2010/10/08

FLO TV is dead, Long Live FLO Data?

As predicted Qualcomm have killed off their FLO TV service in the US which uses Qualcomm's Media FLO technology (you could buy an adapter for Android and other devices that was a radio receiver and some decode bits that allowed you to watch Media FLO channels on your phone).

What this means for the UK is still uncertain, as Qualcomm paid a considerable fee for a national license to run their Media FLO services.

Now Qualcomm are pushing to utilise the spectrum for data offload from existing mobile networks and this may be a winning strategy, though in Europe there's already spectrum coming available in 2.6GHz (a BUG chunk) as well as the old TV channels etc.

Qualcomm invested heavily in Media FLO technology and buying spectrum, which many believed was a white elephant and has been proved to be so. There's probably going to be a fire-sale of spectrum now.

2010/10/07

Stardoll Party

Last night (07/10/10) in the depths of central London (well Jalouse in Hanover Square), Stardoll held a party for with various bands and singers throughout the evening including Kym Mazelle, Robbie McDade and The Kixx.

A jolly good time was had by all and Mr Paul Clarke took some great photos.

Thanks to Joan Lockwood for the invite.

2010/10/05

Samsung drops Symbian

Following on from the announcement by SonyEricsson that it would not be producing anymore handsets based on Symbian to concentrate on Android, Samsung has also announced it's dropping Symbian and will be developing new handsets based on Android and Windows Phone 7.

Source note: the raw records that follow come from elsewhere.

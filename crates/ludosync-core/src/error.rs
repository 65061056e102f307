//! Error types for ludosync-core

use thiserror::Error;

/// Result type alias using ludosync-core's Error
pub type Result<T> = std::result::Result<T, Error>;

/// Errors that can occur in ludosync-core operations
#[derive(Error, Debug)]
pub enum Error {
    /// The server rejected a diff save; the client must retry with a full save
    #[error("manual synchronization required")]
    ManualSyncRequired,

    /// The server rejected a save; the client has fallen behind and must fetch
    #[error("force fetch required")]
    ForceFetchRequired,

    /// Non-success HTTP response with a best-effort extracted message
    #[error("server returned {status}: {message}")]
    Status { status: u16, message: String },

    /// Transport-level failure (connection, timeout, body read)
    #[error("HTTP transport error: {0}")]
    Transport(#[from] reqwest::Error),

    /// Entity not found in the local store
    #[error("Not found: {0}")]
    NotFound(String),

    /// Invalid input
    #[error("Invalid input: {0}")]
    InvalidInput(String),

    /// IO error
    #[error("IO error: {0}")]
    Io(#[from] std::io::Error),

    /// Serialization error
    #[error("Serialization error: {0}")]
    Serialization(#[from] serde_json::Error),

    /// Attachment storage error
    #[error("Attachment storage error: {0}")]
    Attachment(String),
}

impl Error {
    /// Whether this failure is the structured conflict telling the caller to
    /// downgrade a diff save to a full save.
    #[must_use]
    pub const fn is_manual_sync_required(&self) -> bool {
        matches!(self, Self::ManualSyncRequired)
    }
}
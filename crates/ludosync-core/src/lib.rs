//! ludosync-core - Core library for Ludosync
//!
//! This crate contains the change application state machine, the library
//! store abstraction, the wire mappings and the server transport used by
//! every Ludosync interface.

pub mod apply;
pub mod diff;
pub mod engine;
pub mod error;
pub mod library;
pub mod models;
pub mod notify;
pub mod outbound;
pub mod progress;
pub mod stream;
pub mod sync;
pub mod transport;

pub use error::{Error, Result};
pub use models::{ChangeEnvelope, EntityId, ObjectType};
#[cfg(test)]
mod tests {
    use super::*;
    use crate::diff::named as wire;
    use crate::models::{NamedItem, ObjectType, Platform};
    use crate::notify::LogNotifier;
    use crate::progress::LogProgress;
    use crate::sync::SyncSettings;
    use crate::transport::testing::{Outbound, ScriptedTransport};
    use pretty_assertions::assert_eq;
    use std::sync::atomic::{AtomicU64, Ordering};

    struct Fixture {
        engine: SyncEngine,
        consumer: QueueConsumer,
        transport: Arc<ScriptedTransport>,
        shutdown: watch::Sender<bool>,
        _dir: tempfile::TempDir,
    }

    fn fixture() -> Fixture {
        fixture_with_settings(SyncSettings {
            synchronization_enabled: true,
            ..SyncSettings::default()
        })
    }

    fn fixture_with_settings(settings: SyncSettings) -> Fixture {
        let dir = tempfile::tempdir().unwrap();
        let transport = Arc::new(ScriptedTransport::new());
        let (shutdown, shutdown_rx) = watch::channel(false);
        let (engine, consumer) = SyncEngine::new(
            LibraryStore::open_in_memory(),
            FileStore::open(dir.path().join("media")).unwrap(),
            GraceRegistry::new(),
            Arc::clone(&transport) as Arc<dyn SyncTransport>,
            Watermark::open_in_memory(),
            SharedSettings::new(settings),
            Arc::new(LogNotifier),
            shutdown_rx,
        );
        Fixture {
            engine,
            consumer,
            transport,
            shutdown,
            _dir: dir,
        }
    }

    fn envelope(id: Option<i64>, object_id: i64, client: &str) -> ChangeEnvelope {
        ChangeEnvelope {
            id,
            object_type: ObjectType::Category,
            client_id: Some(client.into()),
            object_id,
            force_fetch: false,
        }
    }

    fn seeded_category(transport: &ScriptedTransport, object_id: i64, name: &str) -> NamedItem {
        let item = NamedItem::new(name);
        transport.put_named(NamedKind::Category, object_id, wire::to_dto(&item));
        item
    }

    #[tokio::test(flavor = "current_thread")]
    async fn own_changes_are_skipped_but_advance_the_watermark() {
        let fixture = fixture();
        // no seed behind object 10: applying instead of skipping would 404
        fixture
            .transport
            .set_sequenced_changes(vec![envelope(Some(7), 10, "self")]);

        fixture.engine.fetch_remaining(&LogProgress).await.unwrap();

        assert_eq!(fixture.engine.last_processed(), 7);
        assert!(fixture.engine.store.list_named(NamedKind::Category).is_empty());
    }

    #[tokio::test(flavor = "current_thread")]
    async fn force_fetch_overrides_the_own_client_skip() {
        let fixture = fixture();
        let item = seeded_category(&fixture.transport, 10, "Indie");
        let mut own = envelope(Some(3), 10, "self");
        own.force_fetch = true;
        fixture.transport.set_sequenced_changes(vec![own]);

        fixture.engine.fetch_remaining(&LogProgress).await.unwrap();

        assert!(fixture
            .engine
            .store
            .named(NamedKind::Category, item.id)
            .is_some());
    }

    #[tokio::test(flavor = "current_thread")]
    async fn a_failed_change_stops_the_batch_and_keeps_the_watermark() {
        let fixture = fixture();
        let first = seeded_category(&fixture.transport, 10, "Indie");
        // object 11 is not seeded, fetching it fails
        let third = NamedItem::new("Strategy");
        fixture
            .transport
            .put_named(NamedKind::Category, 12, wire::to_dto(&third));
        fixture.transport.set_sequenced_changes(vec![
            envelope(Some(1), 10, "peer"),
            envelope(Some(2), 11, "peer"),
            envelope(Some(3), 12, "peer"),
        ]);

        let result = fixture.engine.fetch_remaining(&LogProgress).await;

        assert!(result.is_err());
        assert_eq!(fixture.engine.last_processed(), 1);
        assert!(fixture
            .engine
            .store
            .named(NamedKind::Category, first.id)
            .is_some());
        assert!(fixture
            .engine
            .store
            .named(NamedKind::Category, third.id)
            .is_none());
    }

    #[tokio::test(flavor = "current_thread")]
    async fn fetch_all_advances_to_the_batch_maximum() {
        let fixture = fixture();
        seeded_category(&fixture.transport, 10, "Indie");
        seeded_category(&fixture.transport, 11, "Strategy");
        fixture
            .transport
            .set_all_changes(vec![envelope(Some(9), 10, "peer"), envelope(None, 11, "peer")]);

        fixture.engine.fetch_all(&LogProgress).await.unwrap();

        assert_eq!(fixture.engine.last_processed(), 9);
        assert_eq!(fixture.engine.store.list_named(NamedKind::Category).len(), 2);
    }

    #[tokio::test(flavor = "current_thread")]
    async fn queued_changes_are_drained_before_shutdown() {
        let fixture = fixture();
        let item = seeded_category(&fixture.transport, 10, "Indie");
        fixture.engine.submit(envelope(Some(4), 10, "peer"));
        let mut renamed = wire::to_dto(&item);
        renamed.name = Some("Indie games".into());
        fixture.transport.put_named(NamedKind::Category, 10, renamed);
        fixture.engine.submit(envelope(Some(5), 10, "peer"));

        // the signal is already set when run() starts; queued items win anyway
        fixture.shutdown.send(true).unwrap();
        fixture.consumer.run().await;

        let stored = fixture
            .engine
            .store
            .named(NamedKind::Category, item.id)
            .unwrap();
        assert_eq!(stored.name, "Indie games");
        assert_eq!(fixture.engine.last_processed(), 5);
    }

    #[tokio::test(flavor = "current_thread")]
    async fn startup_fetch_respects_the_settings() {
        let fixture = fixture_with_settings(SyncSettings {
            synchronization_enabled: true,
            fetch_changes_at_startup: false,
            ..SyncSettings::default()
        });
        fixture
            .transport
            .set_sequenced_changes(vec![envelope(Some(7), 10, "peer")]);

        fixture.engine.startup_fetch(&LogProgress).await.unwrap();
        assert_eq!(fixture.engine.last_processed(), 0);

        let fixture = fixture_with_settings(SyncSettings {
            synchronization_enabled: true,
            fetch_changes_at_startup: true,
            ..SyncSettings::default()
        });
        seeded_category(&fixture.transport, 10, "Indie");
        fixture
            .transport
            .set_sequenced_changes(vec![envelope(Some(7), 10, "peer")]);

        fixture.engine.startup_fetch(&LogProgress).await.unwrap();
        assert_eq!(fixture.engine.last_processed(), 7);
    }

    #[tokio::test(flavor = "current_thread")]
    async fn push_all_walks_the_collections_in_dependency_order() {
        let fixture = fixture();
        fixture
            .engine
            .store
            .add_named(NamedKind::Category, NamedItem::new("Indie"));
        fixture.engine.store.add_platform(Platform::new("PC"));
        fixture
            .engine
            .store
            .add_filter_preset(crate::models::FilterPreset::new("Backlog"));
        fixture.engine.store.add_game(Game::new("Factorio"));

        fixture.engine.push_all(&LogProgress).await.unwrap();

        let kinds: Vec<&str> = fixture
            .transport
            .sent()
            .iter()
            .map(|outbound| match outbound {
                Outbound::SaveNamed(..) => "named",
                Outbound::SavePlatform(..) => "platform",
                Outbound::SavePreset(..) => "preset",
                Outbound::SaveGame(..) => "game",
                other => panic!("unexpected outbound {other:?}"),
            })
            .collect();
        assert_eq!(kinds, vec!["named", "platform", "preset", "game"]);
    }

    #[tokio::test(flavor = "current_thread")]
    async fn push_games_only_sends_the_selection() {
        let fixture = fixture();
        let kept = fixture.engine.store.add_game(Game::new("Factorio"));
        fixture.engine.store.add_game(Game::new("Celeste"));

        fixture
            .engine
            .push_games(&[kept.id], &LogProgress)
            .await
            .unwrap();

        let sent = fixture.transport.sent();
        let [Outbound::SaveGame(dto, _)] = sent.as_slice() else {
            panic!("expected one game save, got {sent:?}");
        };
        assert_eq!(dto.id, kept.id);
    }

    struct CancelAfter {
        steps: AtomicU64,
        limit: u64,
    }

    impl Progress for CancelAfter {
        fn begin(&self, _total: u64) {}

        fn step(&self, _detail: &str) {
            self.steps.fetch_add(1, Ordering::SeqCst);
        }

        fn is_cancelled(&self) -> bool {
            self.steps.load(Ordering::SeqCst) >= self.limit
        }
    }

    #[tokio::test(flavor = "current_thread")]
    async fn a_cancelled_push_stops_at_the_item_boundary() {
        let fixture = fixture();
        for name in ["Action", "Indie", "Strategy"] {
            fixture
                .engine
                .store
                .add_named(NamedKind::Category, NamedItem::new(name));
        }

        let progress = CancelAfter {
            steps: AtomicU64::new(0),
            limit: 1,
        };
        fixture.engine.push_all(&progress).await.unwrap();

        assert_eq!(fixture.transport.sent().len(), 1);
    }
}
//! Wire mapping for the plain named kinds

use crate::models::{NamedItem, NamedItemDto};

#[must_use]
pub fn to_dto(item: &NamedItem) -> NamedItemDto {
    NamedItemDto {
        id: item.id,
        name: Some(item.name.clone()),
        removed: false,
        specification_id: item.specification_id.clone(),
    }
}

/// Overwrite `item` with the DTO's fields, identity included
pub fn fill(item: &mut NamedItem, dto: &NamedItemDto) {
    item.id = dto.id;
    item.name = dto.name.clone().unwrap_or_default();
    item.specification_id = dto.specification_id.clone();
}

/// Whether the DTO describes a different state than the local item
#[must_use]
pub fn differs(item: &NamedItem, dto: &NamedItemDto) -> bool {
    dto.name.as_deref().unwrap_or_default() != item.name
        || dto.specification_id != item.specification_id
}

This must be a blow for Nokia who are still pushing Symbian and hoping that Symbian^3, now open sourced, would be a competitor to Google's Android and Apple's iOS and to some degree Microsoft's WP7 though earlier version of Windows Mobile haven't been too successful.

Nokia have a confused approach and are utilising MeeGo (their joint Linux venture with Intel combining the best features of Nokia's Maemo and Intel's Moblin) as their smartphone operating system, though Symbian^3 also offers smartphone features (though can also be cut down as a dumb OS for cheaper phones).

Though Nokia are still dominant in the phone arena, selling 1.4m phones per day, it's a costly exercise to keep development teams for MeeGo and Symbian when no-one apart from Nokia is using them and Android is becoming the default OS for smartphones (apart from Apple's iOS which they are unlikely to license to other phone vendors).

Maybe Nokia should drop MeeGo, move to Android and admit Google have won and just develop Symbian as a 'dumb' OS for the non smartphone market.